(Stored data entries)
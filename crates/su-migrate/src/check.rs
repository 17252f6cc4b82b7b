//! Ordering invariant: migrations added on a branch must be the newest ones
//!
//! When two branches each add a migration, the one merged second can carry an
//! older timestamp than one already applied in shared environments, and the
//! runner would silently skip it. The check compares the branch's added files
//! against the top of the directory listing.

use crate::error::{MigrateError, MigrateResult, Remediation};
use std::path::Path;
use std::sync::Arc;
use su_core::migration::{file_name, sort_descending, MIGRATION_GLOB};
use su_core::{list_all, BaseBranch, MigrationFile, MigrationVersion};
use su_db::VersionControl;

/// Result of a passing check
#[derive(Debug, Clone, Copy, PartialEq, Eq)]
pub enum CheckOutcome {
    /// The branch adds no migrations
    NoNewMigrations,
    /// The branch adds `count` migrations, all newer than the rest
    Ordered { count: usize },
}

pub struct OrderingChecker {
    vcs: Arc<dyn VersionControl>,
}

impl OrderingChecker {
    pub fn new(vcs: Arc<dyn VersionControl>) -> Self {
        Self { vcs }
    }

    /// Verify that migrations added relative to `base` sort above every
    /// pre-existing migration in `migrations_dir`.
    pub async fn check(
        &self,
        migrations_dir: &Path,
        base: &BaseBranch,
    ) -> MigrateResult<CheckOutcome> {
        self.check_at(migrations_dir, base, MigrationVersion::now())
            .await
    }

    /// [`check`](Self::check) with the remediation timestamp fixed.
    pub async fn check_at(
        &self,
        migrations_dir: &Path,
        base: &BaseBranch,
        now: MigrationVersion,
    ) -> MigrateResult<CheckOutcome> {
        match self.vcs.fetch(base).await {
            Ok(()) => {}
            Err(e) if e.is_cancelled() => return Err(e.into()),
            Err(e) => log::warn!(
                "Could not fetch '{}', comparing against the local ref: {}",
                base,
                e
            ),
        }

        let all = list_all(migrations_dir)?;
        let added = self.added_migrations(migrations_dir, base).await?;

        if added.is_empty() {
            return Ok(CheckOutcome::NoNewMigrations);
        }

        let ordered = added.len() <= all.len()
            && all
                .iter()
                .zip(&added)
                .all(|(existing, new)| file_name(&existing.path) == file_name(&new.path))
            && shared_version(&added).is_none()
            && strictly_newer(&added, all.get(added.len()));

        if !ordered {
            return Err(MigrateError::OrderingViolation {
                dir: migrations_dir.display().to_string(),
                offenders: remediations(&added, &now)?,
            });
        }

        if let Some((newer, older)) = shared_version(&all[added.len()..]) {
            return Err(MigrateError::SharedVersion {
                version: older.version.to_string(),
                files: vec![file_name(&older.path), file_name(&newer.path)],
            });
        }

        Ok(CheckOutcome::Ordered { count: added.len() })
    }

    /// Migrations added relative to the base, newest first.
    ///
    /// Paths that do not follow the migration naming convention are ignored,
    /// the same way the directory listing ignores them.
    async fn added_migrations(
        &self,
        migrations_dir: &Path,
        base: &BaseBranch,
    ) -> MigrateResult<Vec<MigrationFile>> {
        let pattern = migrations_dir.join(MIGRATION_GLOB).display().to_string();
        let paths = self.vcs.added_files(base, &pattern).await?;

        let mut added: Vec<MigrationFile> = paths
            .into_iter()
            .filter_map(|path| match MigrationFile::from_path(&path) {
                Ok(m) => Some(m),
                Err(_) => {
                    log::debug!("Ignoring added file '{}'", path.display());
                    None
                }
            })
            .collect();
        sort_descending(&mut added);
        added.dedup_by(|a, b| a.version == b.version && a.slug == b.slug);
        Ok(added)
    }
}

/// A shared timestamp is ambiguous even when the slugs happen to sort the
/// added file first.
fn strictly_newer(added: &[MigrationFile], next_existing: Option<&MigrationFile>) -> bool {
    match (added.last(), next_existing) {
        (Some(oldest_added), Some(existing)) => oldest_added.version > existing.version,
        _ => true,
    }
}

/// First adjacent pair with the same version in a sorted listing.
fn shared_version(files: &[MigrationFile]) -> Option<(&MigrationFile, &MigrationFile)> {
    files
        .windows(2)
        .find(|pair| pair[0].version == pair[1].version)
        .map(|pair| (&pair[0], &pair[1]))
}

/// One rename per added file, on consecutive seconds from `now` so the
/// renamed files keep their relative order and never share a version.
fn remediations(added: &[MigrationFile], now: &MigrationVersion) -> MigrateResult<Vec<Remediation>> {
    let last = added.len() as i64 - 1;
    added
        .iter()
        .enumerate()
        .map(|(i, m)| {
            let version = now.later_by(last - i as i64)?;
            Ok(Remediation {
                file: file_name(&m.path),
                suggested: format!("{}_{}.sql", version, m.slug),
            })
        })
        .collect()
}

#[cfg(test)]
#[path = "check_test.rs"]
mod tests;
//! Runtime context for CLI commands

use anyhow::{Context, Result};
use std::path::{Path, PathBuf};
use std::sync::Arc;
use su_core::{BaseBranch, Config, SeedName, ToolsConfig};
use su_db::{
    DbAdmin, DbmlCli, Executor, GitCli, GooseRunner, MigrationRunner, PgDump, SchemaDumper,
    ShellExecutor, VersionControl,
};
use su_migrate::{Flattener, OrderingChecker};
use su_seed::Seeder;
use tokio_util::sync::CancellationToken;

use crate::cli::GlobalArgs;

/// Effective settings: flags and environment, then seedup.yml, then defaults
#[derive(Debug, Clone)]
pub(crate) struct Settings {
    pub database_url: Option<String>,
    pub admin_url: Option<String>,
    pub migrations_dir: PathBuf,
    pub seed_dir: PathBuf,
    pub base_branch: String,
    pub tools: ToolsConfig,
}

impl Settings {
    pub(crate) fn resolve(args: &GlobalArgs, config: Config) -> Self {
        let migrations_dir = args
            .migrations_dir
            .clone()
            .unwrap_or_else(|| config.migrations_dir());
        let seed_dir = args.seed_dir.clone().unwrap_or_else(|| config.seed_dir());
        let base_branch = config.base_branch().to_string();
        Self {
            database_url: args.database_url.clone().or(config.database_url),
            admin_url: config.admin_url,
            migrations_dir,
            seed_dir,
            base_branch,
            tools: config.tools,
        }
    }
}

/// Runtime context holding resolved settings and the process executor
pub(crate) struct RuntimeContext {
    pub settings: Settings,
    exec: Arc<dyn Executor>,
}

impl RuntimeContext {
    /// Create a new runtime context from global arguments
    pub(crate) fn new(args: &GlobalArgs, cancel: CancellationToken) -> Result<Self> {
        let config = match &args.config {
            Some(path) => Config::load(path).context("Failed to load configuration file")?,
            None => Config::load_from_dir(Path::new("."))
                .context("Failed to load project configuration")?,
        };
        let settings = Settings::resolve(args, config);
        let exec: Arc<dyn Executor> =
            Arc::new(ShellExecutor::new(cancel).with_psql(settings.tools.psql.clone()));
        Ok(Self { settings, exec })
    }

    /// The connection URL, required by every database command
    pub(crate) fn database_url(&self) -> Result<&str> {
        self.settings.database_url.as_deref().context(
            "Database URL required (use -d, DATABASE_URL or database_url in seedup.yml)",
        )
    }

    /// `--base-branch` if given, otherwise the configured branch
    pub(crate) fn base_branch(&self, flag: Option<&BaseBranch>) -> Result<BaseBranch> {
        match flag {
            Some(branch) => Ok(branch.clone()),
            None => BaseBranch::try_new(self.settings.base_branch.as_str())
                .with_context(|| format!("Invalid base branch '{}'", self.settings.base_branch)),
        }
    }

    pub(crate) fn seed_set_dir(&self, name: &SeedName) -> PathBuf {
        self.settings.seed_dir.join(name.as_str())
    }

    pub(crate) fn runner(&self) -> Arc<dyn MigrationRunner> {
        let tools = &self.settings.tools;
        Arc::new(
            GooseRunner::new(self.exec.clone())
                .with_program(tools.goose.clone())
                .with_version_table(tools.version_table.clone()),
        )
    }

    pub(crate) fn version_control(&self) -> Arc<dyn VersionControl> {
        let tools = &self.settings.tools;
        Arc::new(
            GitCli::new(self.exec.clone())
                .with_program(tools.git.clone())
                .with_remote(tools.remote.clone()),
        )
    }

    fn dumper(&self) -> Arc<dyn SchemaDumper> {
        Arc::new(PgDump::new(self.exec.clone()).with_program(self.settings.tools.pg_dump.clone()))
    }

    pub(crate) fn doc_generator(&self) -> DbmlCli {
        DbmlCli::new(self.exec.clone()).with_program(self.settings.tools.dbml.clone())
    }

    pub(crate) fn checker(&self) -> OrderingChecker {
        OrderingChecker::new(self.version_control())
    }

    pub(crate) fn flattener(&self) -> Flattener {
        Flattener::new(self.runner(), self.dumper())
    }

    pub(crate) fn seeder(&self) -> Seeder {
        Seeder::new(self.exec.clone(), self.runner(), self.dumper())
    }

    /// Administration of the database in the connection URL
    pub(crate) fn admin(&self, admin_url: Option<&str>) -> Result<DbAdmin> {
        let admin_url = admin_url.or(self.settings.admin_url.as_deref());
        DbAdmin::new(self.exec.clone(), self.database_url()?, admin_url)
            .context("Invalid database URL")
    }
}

**Task brief:** For the string "CancellationToken", show each line of the entries above where it occurs.

**Solution:**
use tokio_util::sync::CancellationToken;
    pub(crate) fn new(args: &GlobalArgs, cancel: CancellationToken) -> Result<Self> {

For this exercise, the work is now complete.